Here are some design tips for any public or private school, nursery or day care centre trying to improve its outdoor play spaces.
Focus on Accessibility
You need to ensure that as much of the playground as possible is accessible and suitable for all children. Is the apparatus suitable for children with learning difficulties or disabilities, and if not can you provide another play element which is? Pathways should be smooth and as flat as possible for pushchairs and wheelchairs, and ideally there should be no steps or ramps provided where they are necessary. When designing a playground it’s important that you don’t make any users feel isolated.

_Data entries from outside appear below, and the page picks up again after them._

use serde::{Deserialize, Serialize};
use sqlx::types::Json;
use sqlx::FromRow;

#[derive(Debug, Clone, Serialize, Deserialize, FromRow)]
#[serde(rename_all = "camelCase")]
pub struct Question {
    pub id: i64,
    pub quiz_id: i64,
    pub question: String,
    pub options: Json<Vec<String>>,
    pub answer: String,
    #[sqlx(try_from = "String")]
    pub difficulty: Difficulty,
    pub explanation: String,
}

#[derive(Debug, Clone, Copy, Default, PartialEq, Eq, Serialize, Deserialize)]
#[serde(rename_all = "lowercase")]
pub enum Difficulty {
    Easy,
    #[default]
    Medium,
    Hard,
}

impl Difficulty {
    pub fn as_str(&self) -> &'static str {
        match self {
            Difficulty::Easy => "easy",
            Difficulty::Medium => "medium",
            Difficulty::Hard => "hard",
        }
    }

    /// Normalizes model- or store-provided difficulty text. Out-of-set
    /// values fall back to `Medium`.
    pub fn parse_lenient(raw: &str) -> Self {
        match raw.trim().to_ascii_lowercase().as_str() {
            "easy" => Difficulty::Easy,
            "hard" => Difficulty::Hard,
            _ => Difficulty::Medium,
        }
    }
}

impl std::fmt::Display for Difficulty {
    fn fmt(&self, f: &mut std::fmt::Formatter<'_>) -> std::fmt::Result {
        f.write_str(self.as_str())
    }
}

impl TryFrom<String> for Difficulty {
    type Error = std::convert::Infallible;

    fn try_from(raw: String) -> std::result::Result<Self, Self::Error> {
        Ok(Difficulty::parse_lenient(&raw))
    }
}

/// Column values for a question row before identifiers and the quiz link
/// are assigned.
#[derive(Debug, Clone)]
pub struct NewQuestion {
    pub question: String,
    pub options: Vec<String>,
    pub answer: String,
    pub difficulty: Difficulty,
    pub explanation: String,
}

#[cfg(test)]
mod tests {
    use super::*;

    #[test]
    fn parse_lenient_accepts_known_labels() {
        assert_eq!(Difficulty::parse_lenient("easy"), Difficulty::Easy);
        assert_eq!(Difficulty::parse_lenient("Medium"), Difficulty::Medium);
        assert_eq!(Difficulty::parse_lenient(" HARD "), Difficulty::Hard);
    }

    #[test]
    fn parse_lenient_falls_back_to_medium() {
        assert_eq!(Difficulty::parse_lenient("tricky"), Difficulty::Medium);
        assert_eq!(Difficulty::parse_lenient(""), Difficulty::Medium);
    }

    #[test]
    fn difficulty_serializes_lowercase() {
        assert_eq!(
            serde_json::to_string(&Difficulty::Easy).unwrap(),
            "\"easy\""
        );
        let parsed: Difficulty = serde_json::from_str("\"hard\"").unwrap();
        assert_eq!(parsed, Difficulty::Hard);
    }
}
use url::Url;

use crate::error::{Error, Result};
use crate::models::quiz::{NewQuiz, QuizWithQuestions};
use crate::services::ai_service::AiService;
use crate::services::quiz_service::QuizService;
use crate::services::scrape_service::ScrapeService;

/// Sequences one generation request: validate input, extract the article,
/// synthesize quiz content, persist the result. Linear, single attempt at
/// every stage.
#[derive(Clone)]
pub struct GenerationService {
    scrape_service: ScrapeService,
    ai_service: AiService,
    quiz_service: QuizService,
}

impl GenerationService {
    pub fn new(
        scrape_service: ScrapeService,
        ai_service: AiService,
        quiz_service: QuizService,
    ) -> Self {
        Self {
            scrape_service,
            ai_service,
            quiz_service,
        }
    }

    pub async fn generate(&self, url: &str) -> Result<QuizWithQuestions> {
        let url = validate_url(url)?;

        tracing::info!(url = %url, "starting quiz generation");
        let article = self.scrape_service.fetch_article(url.as_str()).await?;

        tracing::info!(title = %article.title, "article extracted, synthesizing quiz");
        let synthesized = self
            .ai_service
            .synthesize(&article.title, &article.text)
            .await?;

        tracing::info!(
            questions = synthesized.questions.len(),
            "synthesis complete, persisting"
        );
        let saved = self
            .quiz_service
            .create_quiz(
                NewQuiz {
                    url: url.to_string(),
                    title: article.title,
                    summary: synthesized.summary,
                    key_entities: synthesized.key_entities,
                    sections: synthesized.sections,
                    related_topics: synthesized.related_topics,
                },
                synthesized.questions,
            )
            .await?;

        tracing::info!(quiz_id = saved.quiz.id, "quiz generated");
        Ok(saved)
    }
}

/// Rejects malformed URLs before any network call.
fn validate_url(raw: &str) -> Result<Url> {
    let url = Url::parse(raw)
        .map_err(|_| Error::validation("url must be a valid URL", "url"))?;
    if url.scheme() != "http" && url.scheme() != "https" {
        return Err(Error::validation("url must use http or https", "url"));
    }
    if url.host_str().is_none() {
        return Err(Error::validation("url must have a host", "url"));
    }
    Ok(url)
}

#[cfg(test)]
mod tests {
    use super::*;

    #[test]
    fn accepts_wikipedia_urls() {
        assert!(validate_url("https://en.wikipedia.org/wiki/Alan_Turing").is_ok());
        assert!(validate_url("http://en.wikipedia.org/wiki/Rust").is_ok());
    }

    #[test]
    fn rejects_malformed_urls_with_field() {
        let err = validate_url("not-a-url").unwrap_err();
        match err {
            Error::Validation { field, .. } => assert_eq!(field.as_deref(), Some("url")),
            other => panic!("expected validation error, got {:?}", other),
        }
    }

    #[test]
    fn rejects_non_http_schemes() {
        assert!(validate_url("ftp://example.com/article").is_err());
        assert!(validate_url("file:///etc/passwd").is_err());
    }
}
use serde::{Deserialize, Serialize};
use validator::Validate;

#[derive(Debug, Clone, Serialize, Deserialize, Validate)]
pub struct GenerateQuizPayload {
    #[validate(length(min = 1, message = "url is required"))]
    pub url: String,
}

#[derive(Debug, Clone, Default, Deserialize)]
pub struct QuizListQuery {
    pub limit: Option<i64>,
    pub offset: Option<i64>,
}
use chrono::{DateTime, Utc};
use serde::{Deserialize, Serialize};
use sqlx::types::Json;
use sqlx::FromRow;

use crate::models::question::Question;

/// Categorized entity names attached to a quiz. All lists are always
/// present, possibly empty.
#[derive(Debug, Clone, Default, PartialEq, Eq, Serialize, Deserialize)]
pub struct KeyEntities {
    #[serde(default)]
    pub people: Vec<String>,
    #[serde(default)]
    pub organizations: Vec<String>,
    #[serde(default)]
    pub locations: Vec<String>,
}

#[derive(Debug, Clone, Serialize, Deserialize, FromRow)]
#[serde(rename_all = "camelCase")]
pub struct Quiz {
    pub id: i64,
    pub url: String,
    pub title: String,
    pub summary: String,
    pub key_entities: Json<KeyEntities>,
    pub sections: Json<Vec<String>>,
    pub related_topics: Json<Vec<String>>,
    pub created_at: DateTime<Utc>,
}

/// The unit the orchestrator produces and the repository persists: one quiz
/// together with its full ordered question set.
#[derive(Debug, Clone, Serialize, Deserialize)]
pub struct QuizWithQuestions {
    #[serde(flatten)]
    pub quiz: Quiz,
    pub questions: Vec<Question>,
}

/// Column values for a quiz row before identifiers are assigned.
#[derive(Debug, Clone)]
pub struct NewQuiz {
    pub url: String,
    pub title: String,
    pub summary: String,
    pub key_entities: KeyEntities,
    pub sections: Vec<String>,
    pub related_topics: Vec<String>,
}

#[cfg(test)]
mod tests {
    use super::*;

    #[test]
    fn quiz_serializes_with_camel_case_keys() {
        let quiz = Quiz {
            id: 1,
            url: "https://en.wikipedia.org/wiki/Alan_Turing".to_string(),
            title: "Alan Turing".to_string(),
            summary: "A mathematician.".to_string(),
            key_entities: Json(KeyEntities {
                people: vec!["Alan Turing".to_string()],
                organizations: vec![],
                locations: vec![],
            }),
            sections: Json(vec!["Early life".to_string()]),
            related_topics: Json(vec!["Cryptography".to_string()]),
            created_at: Utc::now(),
        };

        let value = serde_json::to_value(&quiz).unwrap();
        assert!(value.get("keyEntities").is_some());
        assert!(value.get("relatedTopics").is_some());
        assert!(value.get("createdAt").is_some());
        assert_eq!(value["keyEntities"]["people"][0], "Alan Turing");
    }

    #[test]
    fn key_entities_default_to_empty_lists() {
        let entities: KeyEntities = serde_json::from_str("{}").unwrap();
        assert!(entities.people.is_empty());
        assert!(entities.organizations.is_empty());
        assert!(entities.locations.is_empty());
    }
}
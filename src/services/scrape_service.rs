use scraper::{Html, Selector};
use std::sync::Arc;

use crate::clients::page_fetcher::PageFetcher;
use crate::error::{Error, Result};

/// Upper bound on extracted article text, to keep the downstream prompt
/// within the completion context. The cut is a silent prefix truncation.
pub const MAX_CONTENT_CHARS: usize = 15_000;

#[derive(Debug, Clone, PartialEq, Eq)]
pub struct ExtractedArticle {
    pub title: String,
    pub text: String,
}

#[derive(Clone)]
pub struct ScrapeService {
    fetcher: Arc<dyn PageFetcher>,
}

impl ScrapeService {
    pub fn new(fetcher: Arc<dyn PageFetcher>) -> Self {
        Self { fetcher }
    }

    pub async fn fetch_article(&self, url: &str) -> Result<ExtractedArticle> {
        let html = self.fetcher.fetch(url).await?;
        extract_article(&html)
    }
}

/// Pulls the article heading and body-paragraph text out of a Wikipedia
/// page. Infoboxes, sidebars and reference tables are skipped because only
/// `<p>` elements inside the content container are read.
pub fn extract_article(html: &str) -> Result<ExtractedArticle> {
    let document = Html::parse_document(html);

    let heading = selector("#firstHeading")?;
    let paragraphs = selector("#mw-content-text p")?;
    let content_root = selector("#mw-content-text")?;

    if document.select(&content_root).next().is_none() {
        return Err(Error::Extraction(
            "Could not find article content".to_string(),
        ));
    }

    let title = document
        .select(&heading)
        .next()
        .map(|el| el.text().collect::<String>().trim().to_string())
        .unwrap_or_else(|| "Unknown".to_string());

    let mut text = document
        .select(&paragraphs)
        .map(|p| p.text().collect::<String>().trim().to_string())
        .collect::<Vec<_>>()
        .join("\n");

    truncate_chars(&mut text, MAX_CONTENT_CHARS);

    if text.trim().is_empty() {
        return Err(Error::Extraction(
            "Could not extract content from the page".to_string(),
        ));
    }

    Ok(ExtractedArticle { title, text })
}

fn selector(css: &str) -> Result<Selector> {
    Selector::parse(css)
        .map_err(|e| Error::Internal(format!("Invalid selector {}: {:?}", css, e)))
}

fn truncate_chars(text: &mut String, max_chars: usize) {
    if let Some((idx, _)) = text.char_indices().nth(max_chars) {
        text.truncate(idx);
    }
}

#[cfg(test)]
mod tests {
    use super::*;

    fn wiki_page(title: &str, paragraphs: &[&str]) -> String {
        let body = paragraphs
            .iter()
            .map(|p| format!("<p>{}</p>", p))
            .collect::<String>();
        format!(
            r#"<html><body>
            <h1 id="firstHeading">{}</h1>
            <div id="mw-content-text">
                <table class="infobox"><tr><td>Born 1912</td></tr></table>
                {}
                <div class="reflist">Reference noise</div>
            </div>
            </body></html>"#,
            title, body
        )
    }

    #[test]
    fn extracts_title_and_paragraphs_in_order() {
        let html = wiki_page("Alan Turing", &["First paragraph.", "Second paragraph."]);
        let article = extract_article(&html).unwrap();
        assert_eq!(article.title, "Alan Turing");
        assert_eq!(article.text, "First paragraph.\nSecond paragraph.");
    }

    #[test]
    fn skips_infobox_and_reference_text() {
        let html = wiki_page("Alan Turing", &["Only this."]);
        let article = extract_article(&html).unwrap();
        assert!(!article.text.contains("Born 1912"));
        assert!(!article.text.contains("Reference noise"));
    }

    #[test]
    fn caps_text_at_max_content_chars() {
        let long = "x".repeat(MAX_CONTENT_CHARS + 5_000);
        let html = wiki_page("Long Article", &[&long]);
        let article = extract_article(&html).unwrap();
        assert_eq!(article.text.chars().count(), MAX_CONTENT_CHARS);
    }

    #[test]
    fn truncation_respects_char_boundaries() {
        let mut text = "é".repeat(10);
        truncate_chars(&mut text, 4);
        assert_eq!(text, "é".repeat(4));
    }

    #[test]
    fn missing_content_container_is_an_extraction_error() {
        let html = "<html><body><h1 id=\"firstHeading\">T</h1></body></html>";
        let err = extract_article(html).unwrap_err();
        assert!(matches!(err, Error::Extraction(_)));
    }

    #[test]
    fn empty_paragraphs_are_an_extraction_error() {
        let html = wiki_page("Empty", &[]);
        let err = extract_article(&html).unwrap_err();
        assert!(matches!(err, Error::Extraction(_)));
    }

    #[test]
    fn missing_heading_falls_back_to_unknown() {
        let html = r#"<html><body><div id="mw-content-text"><p>Text.</p></div></body></html>"#;
        let article = extract_article(html).unwrap();
        assert_eq!(article.title, "Unknown");
    }
}
pub mod question;
pub mod quiz;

Children can find the element of fun in anything, so the latest state-of-the-art play equipment and apparatus is not always needed. Instead of covering the playground in tarmac or asphalt, which is dull, why not brighten up the schoolyard with bright paving? Resin bound paving can be used to create bespoke school paving designs which create an impact. From bright patterns to learning techniques including numbers and the alphabet, anything is possible. The design options are endless, so whether you want to emphasise the school slogan or create a colourful maze, it can be easily achieved with resin bound paving.
Does your playground have any sensory play opportunities? Play time can also cross over with learning, and by incorporating sensory elements, children can play in an alternative way. If they’re too tired to run around playing games, they can explore the world around them in the sensory garden. Paths and archways could lead to bug hotels, bird tables, mirrors, treehouses and water play. You could also install a canopy for when it rains during playtime.